Advances in clinical immunosuppression and characterization of optimal donor genetics continue to move the field of xenotransplantation toward a clinical reality. Cardiac xenograft survival in a non-life supporting heterotopic model has been extended to greater than 900 days as previously described by our lab. Orthotopic life supporting models for cardiac xenografts are being developed with the major barrier being significant peri-operative mortality. We detail the development of an orthotopic pig-to-baboon cardiac xenotransplant model, offering insights gained over time for replication of the model.

Materials and Methods

Specific pathogen free baboons were transplanted with GTKO.CD46 donor pig hearts in the orthotopic position (n = 3) by cardiac transplant and congenital cardiac surgeons. The clinical team also included a perfusionist and cardiac anesthesiologist.
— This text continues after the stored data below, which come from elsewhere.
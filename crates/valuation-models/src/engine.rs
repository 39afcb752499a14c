//! End-to-end valuation pass and the caller-owned session that feeds it.

use chrono::{DateTime, Utc};
use serde::{Deserialize, Serialize};
use valuation_core::{Assumptions, CompanyFinancials, ModelWeights, ShareValuation, ValuationError};

use crate::aggregator::{aggregate, weighted_value_of_valid_models, Aggregation};
use crate::dcf::{compute_dcf, DcfResult};
use crate::ddm::{compute_ddm, DdmResult};
use crate::fcfe::{compute_fcfe, FcfeResult};

/// Each model's gap to the market price, in percent. `None` without a
/// positive market price.
#[derive(Debug, Clone, Copy, PartialEq, Serialize, Deserialize)]
pub struct MarketDiffs {
    pub dcf: Option<f64>,
    pub fcfe: Option<f64>,
    pub ddm: Option<f64>,
}

/// Everything a presentation layer needs from one calculation pass.
#[derive(Debug, Clone, Serialize, Deserialize)]
pub struct ValuationReport {
    pub symbol: String,
    pub name: String,
    pub calculated_at: DateTime<Utc>,
    pub current_price: f64,
    pub assumptions: Assumptions,
    pub weights: ModelWeights,
    pub dcf: DcfResult,
    pub fcfe: FcfeResult,
    pub ddm: DdmResult,
    pub market_diffs: MarketDiffs,
    /// Blend over only the models that produced a value; informational.
    pub valid_weighted_share_value: f64,
    /// Target price and recommendation; `None` when there is no positive
    /// market price to measure upside against.
    pub summary: Option<Aggregation>,
}

/// Run every model on `financials` and blend DCF/FCFE by `weights`.
///
/// A missing market price does not fail the pass: the model results are
/// still returned and only `summary` is left empty.
pub fn calculate_valuation(
    financials: &CompanyFinancials,
    assumptions: &Assumptions,
    weights: &ModelWeights,
) -> Result<ValuationReport, ValuationError> {
    assumptions.validate()?;

    let current_price = financials.current_price();
    let dcf = compute_dcf(financials, assumptions);
    let fcfe = compute_fcfe(financials, assumptions);
    let ddm = compute_ddm(financials, assumptions);

    let summary = match aggregate(&dcf, &fcfe, weights, current_price) {
        Ok(summary) => {
            tracing::info!(
                symbol = %financials.symbol,
                dcf = dcf.share_value,
                fcfe = fcfe.share_value,
                target = summary.weighted_share_value,
                upside = summary.upside_pct,
                recommendation = %summary.recommendation.label,
                "Valuation calculation completed"
            );
            Some(summary)
        }
        Err(e) => {
            tracing::warn!(
                symbol = %financials.symbol,
                dcf = dcf.share_value,
                fcfe = fcfe.share_value,
                "No recommendation: {e}"
            );
            None
        }
    };

    let market_diffs = MarketDiffs {
        dcf: dcf.market_diff_pct(current_price),
        fcfe: fcfe.market_diff_pct(current_price),
        ddm: ddm.market_diff_pct(current_price),
    };

    Ok(ValuationReport {
        symbol: financials.symbol.clone(),
        name: financials.name.clone(),
        calculated_at: Utc::now(),
        current_price,
        assumptions: *assumptions,
        weights: *weights,
        valid_weighted_share_value: weighted_value_of_valid_models(&dcf, &fcfe, weights),
        dcf,
        fcfe,
        ddm,
        market_diffs,
        summary,
    })
}

/// Inputs a caller edits between calculation passes.
///
/// Holds no results: every [`ValuationSession::calculate`] call recomputes
/// from the current inputs.
#[derive(Debug, Clone, Default)]
pub struct ValuationSession {
    financials: Option<CompanyFinancials>,
    assumptions: Assumptions,
    weights: ModelWeights,
}

impl ValuationSession {
    pub fn new() -> Self {
        Self::default()
    }

    pub fn with_inputs(assumptions: Assumptions, weights: ModelWeights) -> Self {
        Self {
            financials: None,
            assumptions,
            weights,
        }
    }

    pub fn load_financials(&mut self, financials: CompanyFinancials) {
        tracing::info!(symbol = %financials.symbol, "Company financials loaded");
        self.financials = Some(financials);
    }

    /// Drop the loaded company; subsequent calculations fail until reloaded.
    pub fn clear(&mut self) {
        self.financials = None;
    }

    pub fn financials(&self) -> Option<&CompanyFinancials> {
        self.financials.as_ref()
    }

    pub fn assumptions(&self) -> &Assumptions {
        &self.assumptions
    }

    pub fn set_assumptions(&mut self, assumptions: Assumptions) {
        self.assumptions = assumptions;
    }

    pub fn reset_assumptions(&mut self) {
        self.assumptions = Assumptions::default();
    }

    pub fn weights(&self) -> ModelWeights {
        self.weights
    }

    pub fn set_dcf_weight(&mut self, value: u8) {
        self.weights.set_dcf(value);
    }

    pub fn set_fcfe_weight(&mut self, value: u8) {
        self.weights.set_fcfe(value);
    }

    pub fn normalize_weights(&mut self) {
        self.weights.normalize();
    }

    pub fn calculate(&self) -> Result<ValuationReport, ValuationError> {
        let financials = self.financials.as_ref().ok_or(ValuationError::NotLoaded)?;
        calculate_valuation(financials, &self.assumptions, &self.weights)
    }
}
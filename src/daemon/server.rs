//! Unix socket IPC server for daemon communication.
//!
//! Provides a simple request/response protocol over Unix domain sockets
//! for communicating with the running daemon. Supports commands like
//! status, stop, stats, and flush.

use anyhow::{Context, Result};
use serde::{Deserialize, Serialize};
use std::path::Path;
use std::sync::Arc;
use tokio::io::{AsyncBufReadExt, AsyncWriteExt, BufReader};
use tokio::net::{UnixListener, UnixStream};
use tokio::sync::{oneshot, RwLock};

use super::state::DaemonStats;
use crate::flush::FlushOutcome;
use crate::relay::Relay;

/// Commands that can be sent to the daemon via IPC.
#[derive(Debug, Clone, Serialize, Deserialize)]
#[serde(tag = "command", rename_all = "snake_case")]
pub enum DaemonCommand {
    /// Request the daemon's current status.
    Status,
    /// Request the daemon to shut down gracefully.
    Stop,
    /// Request runtime statistics from the daemon.
    Stats,
    /// Ping to check if daemon is responsive.
    Ping,
    /// Request an immediate flush of the offline queue.
    Flush,
}

/// Responses from the daemon to IPC commands.
#[derive(Debug, Clone, Serialize, Deserialize)]
#[serde(tag = "type", rename_all = "snake_case")]
pub enum DaemonResponse {
    /// Status response indicating daemon is running.
    Status {
        running: bool,
        pid: u32,
        uptime_seconds: u64,
    },
    /// Acknowledgment that stop command was received.
    Stopping,
    /// Runtime statistics.
    Stats(DaemonStats),
    /// Ping response.
    Pong,
    /// Result of an on-demand flush.
    FlushResult { outcome: String, records: usize },
    /// Error response.
    Error { message: String },
}

/// Runs the IPC server on the given Unix socket path.
///
/// The server listens for incoming connections and processes commands
/// until a shutdown signal is received or the Stop command is sent.
///
/// # Arguments
///
/// * `socket_path` - Path for the Unix domain socket
/// * `relay` - Relay used to serve flush requests
/// * `stats` - Shared statistics that can be read by clients
/// * `shutdown_tx` - Sender to signal daemon shutdown when Stop is received
/// * `mut shutdown_rx` - Receiver that signals when to stop the server
///
/// # Errors
///
/// Returns an error if the socket cannot be created or bound.
pub async fn run_server(
    socket_path: &Path,
    relay: Arc<Relay>,
    stats: Arc<RwLock<DaemonStats>>,
    shutdown_tx: Option<oneshot::Sender<()>>,
    mut shutdown_rx: tokio::sync::broadcast::Receiver<()>,
) -> Result<()> {
    // Remove existing socket file if present
    if socket_path.exists() {
        std::fs::remove_file(socket_path).context("Failed to remove existing socket file")?;
    }

    let listener = UnixListener::bind(socket_path).context("Failed to bind Unix socket")?;

    tracing::info!("IPC server listening on {:?}", socket_path);

    // Wrap shutdown_tx in Arc<Mutex> so it can be moved into the handler
    let shutdown_tx = Arc::new(std::sync::Mutex::new(shutdown_tx));

    loop {
        tokio::select! {
            accept_result = listener.accept() => {
                match accept_result {
                    Ok((stream, _addr)) => {
                        let relay_clone = relay.clone();
                        let stats_clone = stats.clone();
                        let shutdown_tx_clone = shutdown_tx.clone();
                        tokio::spawn(async move {
                            if let Err(e) = handle_connection(stream, relay_clone, stats_clone, shutdown_tx_clone).await {
                                tracing::warn!("Error handling IPC connection: {}", e);
                            }
                        });
                    }
                    Err(e) => {
                        tracing::warn!("Failed to accept connection: {}", e);
                    }
                }
            }
            _ = shutdown_rx.recv() => {
                tracing::info!("IPC server shutting down");
                break;
            }
        }
    }

    Ok(())
}

/// Handles a single client connection.
async fn handle_connection(
    stream: UnixStream,
    relay: Arc<Relay>,
    stats: Arc<RwLock<DaemonStats>>,
    shutdown_tx: Arc<std::sync::Mutex<Option<oneshot::Sender<()>>>>,
) -> Result<()> {
    let (reader, mut writer) = stream.into_split();
    let mut reader = BufReader::new(reader);
    let mut line = String::new();

    // Read a single line (one command per connection)
    reader
        .read_line(&mut line)
        .await
        .context("Failed to read from socket")?;

    let command: DaemonCommand = serde_json::from_str(line.trim()).context("Failed to parse command")?;

    tracing::debug!("Received IPC command: {:?}", command);

    let response = match command {
        DaemonCommand::Status => {
            let stats_guard = stats.read().await;
            let uptime = chrono::Utc::now()
                .signed_duration_since(stats_guard.started_at)
                .num_seconds() as u64;
            DaemonResponse::Status {
                running: true,
                pid: std::process::id(),
                uptime_seconds: uptime,
            }
        }
        DaemonCommand::Stop => {
            // Signal the daemon to shut down
            let mut guard = shutdown_tx.lock().unwrap();
            if let Some(tx) = guard.take() {
                let _ = tx.send(());
            }
            DaemonResponse::Stopping
        }
        DaemonCommand::Stats => {
            let queued = relay.queued_records();
            let mut stats_guard = stats.write().await;
            stats_guard.queued_records = queued;
            DaemonResponse::Stats(stats_guard.clone())
        }
        DaemonCommand::Ping => DaemonResponse::Pong,
        DaemonCommand::Flush => flush_now(relay, stats).await,
    };

    let response_json = serde_json::to_string(&response).context("Failed to serialize response")?;

    writer
        .write_all(response_json.as_bytes())
        .await
        .context("Failed to write response")?;
    writer.write_all(b"\n").await.context("Failed to write newline")?;
    writer.flush().await.context("Failed to flush writer")?;

    Ok(())
}

/// Serves an on-demand flush request.
///
/// The relay's HTTP client is blocking, so the flush runs on the
/// blocking thread pool instead of a runtime worker.
async fn flush_now(relay: Arc<Relay>, stats: Arc<RwLock<DaemonStats>>) -> DaemonResponse {
    let relay_clone = relay.clone();
    let result = tokio::task::spawn_blocking(move || {
        let outcome = relay_clone.send_offline_data();
        let queued = relay_clone.queued_records();
        (outcome, queued)
    })
    .await;

    match result {
        Ok((Ok(outcome), queued)) => {
            let mut stats_guard = stats.write().await;
            stats_guard.flush_attempts += 1;
            stats_guard.queued_records = queued;
            match &outcome {
                FlushOutcome::Flushed { records } => {
                    stats_guard.records_flushed += *records as u64;
                }
                FlushOutcome::Discarded { records } => {
                    stats_guard.records_discarded += *records as u64;
                }
                FlushOutcome::AwaitingConnectivity { .. } | FlushOutcome::Deferred { .. } => {
                    stats_guard.flush_failures += 1;
                }
                FlushOutcome::Empty | FlushOutcome::InFlight => {}
            }
            DaemonResponse::FlushResult {
                outcome: outcome.label().to_string(),
                records: outcome.records(),
            }
        }
        Ok((Err(e), _)) => DaemonResponse::Error {
            message: e.to_string(),
        },
        Err(e) => DaemonResponse::Error {
            message: format!("Flush task failed: {e}"),
        },
    }
}

/// Sends a command to the daemon and returns the response.
///
/// Connects to the Unix socket, sends the command, and reads the response.
///
/// # Arguments
///
/// * `socket_path` - Path to the daemon's Unix socket
/// * `command` - The command to send
///
/// # Errors
///
/// Returns an error if the connection fails, the command cannot be sent,
/// or the response cannot be read or parsed.
pub async fn send_command(socket_path: &Path, command: DaemonCommand) -> Result<DaemonResponse> {
    let stream = UnixStream::connect(socket_path)
        .await
        .context("Failed to connect to daemon socket")?;

    let (reader, mut writer) = stream.into_split();

    // Send command
    let command_json = serde_json::to_string(&command).context("Failed to serialize command")?;
    writer
        .write_all(command_json.as_bytes())
        .await
        .context("Failed to write command")?;
    writer.write_all(b"\n").await.context("Failed to write newline")?;
    writer.flush().await.context("Failed to flush")?;

    // Read response
    let mut reader = BufReader::new(reader);
    let mut line = String::new();
    reader
        .read_line(&mut line)
        .await
        .context("Failed to read response")?;

    let response: DaemonResponse =
        serde_json::from_str(line.trim()).context("Failed to parse response")?;

    Ok(response)
}

/// Synchronous wrapper for sending a command to the daemon.
///
/// Creates a temporary tokio runtime to send the command.
/// Use this from non-async contexts like CLI commands.
pub fn send_command_sync(socket_path: &Path, command: DaemonCommand) -> Result<DaemonResponse> {
    let rt = tokio::runtime::Runtime::new().context("Failed to create tokio runtime")?;
    rt.block_on(send_command(socket_path, command))
}
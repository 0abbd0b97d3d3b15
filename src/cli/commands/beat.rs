//! Beat command - record a coding heartbeat.
//!
//! Records one unit of activity, enriched with git metadata from the
//! working directory, and tries to deliver the queue right away. When
//! the backend is unreachable the heartbeat simply stays buffered.

use anyhow::{Context, Result};
use colored::Colorize;
use std::path::PathBuf;

use crate::config::Config;
use crate::flush::FlushOutcome;
use crate::git;
use crate::relay::Relay;
use crate::store::Heartbeat;

/// Arguments for the beat command.
#[derive(clap::Args)]
#[command(after_help = "EXAMPLES:\n    \
    pulse beat                         Record activity in the current directory\n    \
    pulse beat src/main.rs --write     Record an edit of a specific file\n    \
    pulse beat --category building     Record build activity")]
pub struct Args {
    /// File or task the activity applies to (defaults to the current directory).
    pub entity: Option<PathBuf>,

    /// Activity category.
    #[arg(long, default_value = "coding")]
    pub category: String,

    /// Mark the activity as a write (edit) rather than a read.
    #[arg(long)]
    pub write: bool,
}

/// Executes the beat command.
pub fn run(args: Args) -> Result<()> {
    let mut config = Config::load()?;
    let machine_id = config.ensure_machine_id()?;
    let relay = Relay::new(config);

    let cwd = std::env::current_dir().context("Failed to determine current directory")?;
    let entity = args
        .entity
        .unwrap_or_else(|| cwd.clone())
        .to_string_lossy()
        .to_string();

    let repo = git::repo_info(&cwd);

    let mut beat = Heartbeat::new(&entity, &args.category, args.write);
    beat.project = repo.project;
    beat.branch = repo.branch;
    beat.repo_url = repo.remote_url;
    beat.machine_id = Some(machine_id);

    // Make sure an identity exists (or is being provisioned) before
    // the first delivery attempt.
    relay.ensure_identity();
    relay.record(&beat.into());

    match relay.send_offline_data()? {
        FlushOutcome::Flushed { records } => {
            println!("{} Recorded and delivered {} record(s)", "✓".green(), records);
        }
        FlushOutcome::Empty => {
            // Another flush (likely the daemon) raced us and drained
            // the queue, heartbeat included.
            println!("{} Recorded and delivered", "✓".green());
        }
        other => {
            tracing::debug!("Heartbeat buffered: {}", other.label());
            println!(
                "{} Recorded ({} queued for later delivery)",
                "✓".green(),
                relay.queued_records()
            );
        }
    }

    Ok(())
}
//! Offline queue reconciliation.
//!
//! Drains the local record store to the backend. The whole batch is
//! submitted in one request, and the store is cleared only after both
//! the submission succeeds and an independent connectivity probe
//! confirms the backend is reachable.

use std::sync::atomic::{AtomicBool, Ordering};
use std::sync::Arc;

use crate::api::{ApiClient, ApiError, BatchOutcome, ConnectivityProbe};
use crate::store::LocalRecordStore;

/// What a flush attempt did.
#[derive(Debug)]
pub enum FlushOutcome {
    /// Nothing queued.
    Empty,
    /// Records delivered and the queue cleared.
    Flushed { records: usize },
    /// Account deactivated; records dropped and the queue cleared.
    Discarded { records: usize },
    /// Submission succeeded but reachability was not confirmed, so
    /// the queue was kept for a later retry.
    AwaitingConnectivity { records: usize },
    /// Submission failed; the queue is untouched.
    Deferred { error: ApiError },
    /// Another flush is already running.
    InFlight,
}

impl FlushOutcome {
    pub fn label(&self) -> &'static str {
        match self {
            FlushOutcome::Empty => "empty",
            FlushOutcome::Flushed { .. } => "flushed",
            FlushOutcome::Discarded { .. } => "discarded",
            FlushOutcome::AwaitingConnectivity { .. } => "awaiting_connectivity",
            FlushOutcome::Deferred { .. } => "deferred",
            FlushOutcome::InFlight => "in_flight",
        }
    }

    /// Number of records the outcome speaks for.
    pub fn records(&self) -> usize {
        match self {
            FlushOutcome::Flushed { records }
            | FlushOutcome::Discarded { records }
            | FlushOutcome::AwaitingConnectivity { records } => *records,
            _ => 0,
        }
    }
}

/// Serializes flushes of the offline queue.
///
/// Only one flush cycle runs at a time; concurrent callers get
/// [`FlushOutcome::InFlight`] and the queue stays consistent.
pub struct OfflineFlushCoordinator {
    store: Arc<LocalRecordStore>,
    probe: ConnectivityProbe,
    in_flight: AtomicBool,
}

impl OfflineFlushCoordinator {
    pub fn new(store: Arc<LocalRecordStore>, probe: ConnectivityProbe) -> Self {
        Self {
            store,
            probe,
            in_flight: AtomicBool::new(false),
        }
    }

    /// Runs one flush cycle unless one is already in flight.
    pub fn flush_if_possible(&self, client: &ApiClient) -> FlushOutcome {
        if self
            .in_flight
            .compare_exchange(false, true, Ordering::SeqCst, Ordering::SeqCst)
            .is_err()
        {
            tracing::debug!("Flush already in flight, skipping");
            return FlushOutcome::InFlight;
        }

        let outcome = self.run_cycle(client);
        self.in_flight.store(false, Ordering::SeqCst);
        outcome
    }

    fn run_cycle(&self, client: &ApiClient) -> FlushOutcome {
        let batch = self.store.read_all();
        if batch.is_empty() {
            return FlushOutcome::Empty;
        }
        let records = batch.len();

        let outcome = match client.send_batch(&batch) {
            Ok(outcome) => outcome,
            Err(error) => {
                tracing::debug!("Batch submission failed, keeping {} record(s): {}", records, error);
                return FlushOutcome::Deferred { error };
            }
        };

        // The backend answered, but clearing is still gated on a
        // separate reachability check. A success response that races a
        // connection drop must not cost us the queue.
        if !self.probe.is_available() {
            tracing::info!(
                "Batch submitted but connectivity unconfirmed, keeping {} record(s)",
                records
            );
            return FlushOutcome::AwaitingConnectivity { records };
        }

        if let Err(e) = self.store.clear() {
            tracing::warn!("Could not clear the offline queue: {}", e);
        }

        match outcome {
            BatchOutcome::Accepted => {
                tracing::info!("Delivered {} queued record(s)", records);
                FlushOutcome::Flushed { records }
            }
            BatchOutcome::AccountDeactivated => {
                tracing::warn!("Account deactivated; dropped {} buffered record(s)", records);
                FlushOutcome::Discarded { records }
            }
        }
    }
}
Detailed reports were generated regarding equipment and medications required for the cases to approximate clinical orthotopic cardiac transplantation. Monitoring capabilities were optimized as well as resuscitative access and strategy. These baboons were recovered from prior experiments and per institutional protocol were approved for non-survival studies; cases were performed with intended short term survival under anesthesia followed by elective euthanasia.

Results and Discussion

All recipient baboons were transplanted and weaned off of cardiopulmonary bypass with life sustaining cardiac function. Low dose inotropic support was continued in all cases; vasopressor support was continued in one case. Two cases were electively terminated after wean from bypass; one recipient suffered arrest three hours post wean from bypass. Recipients were monitored using femoral arterial lines, transesophageal echocardiogram, external EKG, continuous pulse oximetry, and serial bloodwork including ABG, CBC, BMP, and ACT. Central venous access with multiple lumens was critical to post-operative care. Invasive hemodynamic monitoring, pretreatment with anti-arrhythmics, and availability of cardioversion for the donor pig allowed rapid reversal of fibrillation episodes during procurement. Ideal cold ischemia time was found to be close to one hour; shorter ischemia time resulted in poorer xenograft function (n = 1) as evidenced by difficult wean from bypass and persistent need for vasopressor support. Atrial and ventricular pacing wires proved integral to the cardiopulmonary bypass weaning process.

Conclusion

Cardiac xenotransplantation is a potential solution to the paucity of human organs. Technical refinement of the life-supporting orthotopic cardiac xenotransplant with expert clinical help and applying human standards of post-operative care are the critical next step toward a clinical reality. Here we detail our experience developing an operative and critical care approach to the orthotopic cardiac xenotransplantation model.